■ **Exercise details**: From the entries below, reproduce exactly the line containing "let mut config", the line containing "fn parse(content: &str)", and every line in between, with nothing added.

■ **Records for the exercise**:
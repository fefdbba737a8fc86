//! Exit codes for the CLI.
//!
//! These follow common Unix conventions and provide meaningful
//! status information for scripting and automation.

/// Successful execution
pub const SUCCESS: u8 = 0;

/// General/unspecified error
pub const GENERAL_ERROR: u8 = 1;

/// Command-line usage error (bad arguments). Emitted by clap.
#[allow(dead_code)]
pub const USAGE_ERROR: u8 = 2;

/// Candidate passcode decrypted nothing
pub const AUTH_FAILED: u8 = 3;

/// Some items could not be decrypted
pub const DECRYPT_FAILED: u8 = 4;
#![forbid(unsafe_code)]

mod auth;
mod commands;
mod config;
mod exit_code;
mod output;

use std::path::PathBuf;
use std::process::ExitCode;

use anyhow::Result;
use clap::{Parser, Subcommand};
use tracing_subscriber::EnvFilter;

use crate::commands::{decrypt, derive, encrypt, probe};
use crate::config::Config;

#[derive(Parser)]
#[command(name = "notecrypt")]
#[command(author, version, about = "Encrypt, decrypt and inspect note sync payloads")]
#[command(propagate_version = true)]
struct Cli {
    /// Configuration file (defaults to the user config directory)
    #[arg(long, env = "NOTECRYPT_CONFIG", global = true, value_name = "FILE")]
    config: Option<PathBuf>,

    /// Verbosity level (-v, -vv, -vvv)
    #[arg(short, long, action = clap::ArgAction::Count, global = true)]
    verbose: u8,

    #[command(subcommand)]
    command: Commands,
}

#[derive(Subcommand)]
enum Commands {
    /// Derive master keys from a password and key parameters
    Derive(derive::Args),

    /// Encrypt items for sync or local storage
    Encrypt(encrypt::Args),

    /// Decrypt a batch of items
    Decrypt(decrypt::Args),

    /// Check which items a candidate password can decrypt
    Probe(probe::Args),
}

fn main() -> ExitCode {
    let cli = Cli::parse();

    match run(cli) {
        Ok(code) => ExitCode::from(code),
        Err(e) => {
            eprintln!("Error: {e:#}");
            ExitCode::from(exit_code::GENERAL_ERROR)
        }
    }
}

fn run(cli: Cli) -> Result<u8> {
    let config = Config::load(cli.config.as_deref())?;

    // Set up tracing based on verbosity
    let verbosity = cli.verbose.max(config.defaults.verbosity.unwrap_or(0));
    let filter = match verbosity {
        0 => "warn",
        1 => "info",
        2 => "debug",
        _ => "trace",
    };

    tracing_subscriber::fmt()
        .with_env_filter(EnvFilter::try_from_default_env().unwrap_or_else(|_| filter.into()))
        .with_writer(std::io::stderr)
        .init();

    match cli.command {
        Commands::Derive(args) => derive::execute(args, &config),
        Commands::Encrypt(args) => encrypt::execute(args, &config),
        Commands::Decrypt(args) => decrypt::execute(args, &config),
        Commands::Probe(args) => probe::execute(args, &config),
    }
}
--
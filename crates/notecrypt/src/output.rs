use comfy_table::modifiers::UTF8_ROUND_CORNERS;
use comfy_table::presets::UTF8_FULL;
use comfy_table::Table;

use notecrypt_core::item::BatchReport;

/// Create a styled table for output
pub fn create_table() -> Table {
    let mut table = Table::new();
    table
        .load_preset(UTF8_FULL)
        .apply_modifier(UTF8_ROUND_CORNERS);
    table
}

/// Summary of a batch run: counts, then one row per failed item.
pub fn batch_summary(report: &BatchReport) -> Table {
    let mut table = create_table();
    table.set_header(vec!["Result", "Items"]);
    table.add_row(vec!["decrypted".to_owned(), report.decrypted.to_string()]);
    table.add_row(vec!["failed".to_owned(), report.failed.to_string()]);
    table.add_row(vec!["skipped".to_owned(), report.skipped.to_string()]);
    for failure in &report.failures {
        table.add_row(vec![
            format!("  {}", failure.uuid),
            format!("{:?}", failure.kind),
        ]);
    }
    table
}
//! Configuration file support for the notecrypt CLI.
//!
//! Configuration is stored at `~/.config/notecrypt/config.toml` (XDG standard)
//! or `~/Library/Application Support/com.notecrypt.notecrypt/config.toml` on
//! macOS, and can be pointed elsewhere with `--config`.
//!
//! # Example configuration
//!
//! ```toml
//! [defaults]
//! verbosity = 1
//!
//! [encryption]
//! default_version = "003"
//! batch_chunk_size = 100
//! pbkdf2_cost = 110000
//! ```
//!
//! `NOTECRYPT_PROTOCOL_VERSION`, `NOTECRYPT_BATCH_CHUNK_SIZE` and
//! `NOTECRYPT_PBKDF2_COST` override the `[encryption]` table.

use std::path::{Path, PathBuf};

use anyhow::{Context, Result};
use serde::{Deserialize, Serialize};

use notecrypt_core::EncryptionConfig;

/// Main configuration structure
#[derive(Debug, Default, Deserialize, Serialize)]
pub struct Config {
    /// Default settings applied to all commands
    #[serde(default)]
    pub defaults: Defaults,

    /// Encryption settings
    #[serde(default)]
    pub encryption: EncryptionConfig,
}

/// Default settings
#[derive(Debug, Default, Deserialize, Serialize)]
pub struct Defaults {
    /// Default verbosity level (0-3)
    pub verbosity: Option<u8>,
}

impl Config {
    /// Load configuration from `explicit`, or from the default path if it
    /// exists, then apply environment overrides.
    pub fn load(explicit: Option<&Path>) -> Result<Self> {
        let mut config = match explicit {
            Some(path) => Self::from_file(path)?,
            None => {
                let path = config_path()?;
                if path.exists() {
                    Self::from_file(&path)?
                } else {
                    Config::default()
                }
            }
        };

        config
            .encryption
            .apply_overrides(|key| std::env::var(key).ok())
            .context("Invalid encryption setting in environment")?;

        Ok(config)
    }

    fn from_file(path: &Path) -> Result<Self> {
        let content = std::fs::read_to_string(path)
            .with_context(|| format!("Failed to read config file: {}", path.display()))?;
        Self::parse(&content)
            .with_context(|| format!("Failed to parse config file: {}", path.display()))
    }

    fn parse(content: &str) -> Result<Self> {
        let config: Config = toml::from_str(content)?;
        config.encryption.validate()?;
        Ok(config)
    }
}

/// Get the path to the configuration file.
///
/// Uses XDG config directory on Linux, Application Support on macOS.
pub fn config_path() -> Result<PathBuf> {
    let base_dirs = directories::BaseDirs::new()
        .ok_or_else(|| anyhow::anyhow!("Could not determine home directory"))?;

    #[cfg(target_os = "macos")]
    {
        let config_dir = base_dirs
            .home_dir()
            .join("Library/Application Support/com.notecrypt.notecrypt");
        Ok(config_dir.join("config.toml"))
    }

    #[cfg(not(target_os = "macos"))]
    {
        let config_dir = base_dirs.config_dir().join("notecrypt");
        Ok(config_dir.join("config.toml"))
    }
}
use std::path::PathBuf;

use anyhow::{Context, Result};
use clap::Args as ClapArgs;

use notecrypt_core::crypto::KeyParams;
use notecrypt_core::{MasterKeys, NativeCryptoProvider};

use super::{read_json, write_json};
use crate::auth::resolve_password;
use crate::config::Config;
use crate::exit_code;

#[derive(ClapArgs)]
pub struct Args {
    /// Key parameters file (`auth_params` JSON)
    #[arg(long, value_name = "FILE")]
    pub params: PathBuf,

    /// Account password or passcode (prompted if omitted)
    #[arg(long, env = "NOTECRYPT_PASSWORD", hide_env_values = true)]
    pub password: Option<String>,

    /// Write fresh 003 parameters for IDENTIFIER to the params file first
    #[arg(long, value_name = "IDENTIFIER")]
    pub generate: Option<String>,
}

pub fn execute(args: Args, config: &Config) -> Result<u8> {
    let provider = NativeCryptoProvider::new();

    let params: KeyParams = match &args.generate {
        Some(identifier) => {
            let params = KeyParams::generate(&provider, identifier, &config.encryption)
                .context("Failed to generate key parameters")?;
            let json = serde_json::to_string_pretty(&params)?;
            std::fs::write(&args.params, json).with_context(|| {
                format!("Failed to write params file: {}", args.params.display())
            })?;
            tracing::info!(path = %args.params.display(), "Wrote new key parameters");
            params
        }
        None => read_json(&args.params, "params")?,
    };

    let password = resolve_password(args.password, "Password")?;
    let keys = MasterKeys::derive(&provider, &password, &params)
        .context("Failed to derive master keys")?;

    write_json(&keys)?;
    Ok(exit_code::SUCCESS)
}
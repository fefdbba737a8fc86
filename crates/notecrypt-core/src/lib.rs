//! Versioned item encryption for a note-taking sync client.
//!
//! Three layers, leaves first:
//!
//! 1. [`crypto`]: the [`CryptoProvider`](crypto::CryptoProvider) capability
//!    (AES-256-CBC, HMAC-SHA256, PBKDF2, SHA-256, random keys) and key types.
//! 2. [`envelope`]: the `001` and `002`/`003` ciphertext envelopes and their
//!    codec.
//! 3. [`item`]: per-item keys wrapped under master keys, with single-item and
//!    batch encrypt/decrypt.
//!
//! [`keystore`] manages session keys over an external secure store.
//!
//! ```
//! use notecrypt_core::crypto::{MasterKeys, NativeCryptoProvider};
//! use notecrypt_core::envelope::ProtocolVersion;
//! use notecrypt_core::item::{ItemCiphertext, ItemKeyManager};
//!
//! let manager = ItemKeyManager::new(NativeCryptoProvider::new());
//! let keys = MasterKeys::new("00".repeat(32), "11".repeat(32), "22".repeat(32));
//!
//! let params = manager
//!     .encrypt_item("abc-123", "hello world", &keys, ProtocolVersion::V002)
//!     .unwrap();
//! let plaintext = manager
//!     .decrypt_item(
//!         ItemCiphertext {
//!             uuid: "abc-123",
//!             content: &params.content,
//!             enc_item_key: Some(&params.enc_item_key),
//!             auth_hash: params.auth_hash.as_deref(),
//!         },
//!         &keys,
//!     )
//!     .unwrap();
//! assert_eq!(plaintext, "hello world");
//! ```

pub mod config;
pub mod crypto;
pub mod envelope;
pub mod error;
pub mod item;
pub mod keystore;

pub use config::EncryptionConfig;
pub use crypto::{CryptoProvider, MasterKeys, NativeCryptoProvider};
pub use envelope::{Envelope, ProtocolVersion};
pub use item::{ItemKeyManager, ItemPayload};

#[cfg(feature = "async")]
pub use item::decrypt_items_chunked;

■ **Response to the task**:
        let mut config = match explicit {
            Some(path) => Self::from_file(path)?,
            None => {
                let path = config_path()?;
                if path.exists() {
                    Self::from_file(&path)?
                } else {
                    Config::default()
                }
            }
        };

        config
            .encryption
            .apply_overrides(|key| std::env::var(key).ok())
            .context("Invalid encryption setting in environment")?;

        Ok(config)
    }

    fn from_file(path: &Path) -> Result<Self> {
        let content = std::fs::read_to_string(path)
            .with_context(|| format!("Failed to read config file: {}", path.display()))?;
        Self::parse(&content)
            .with_context(|| format!("Failed to parse config file: {}", path.display()))
    }

    fn parse(content: &str) -> Result<Self> {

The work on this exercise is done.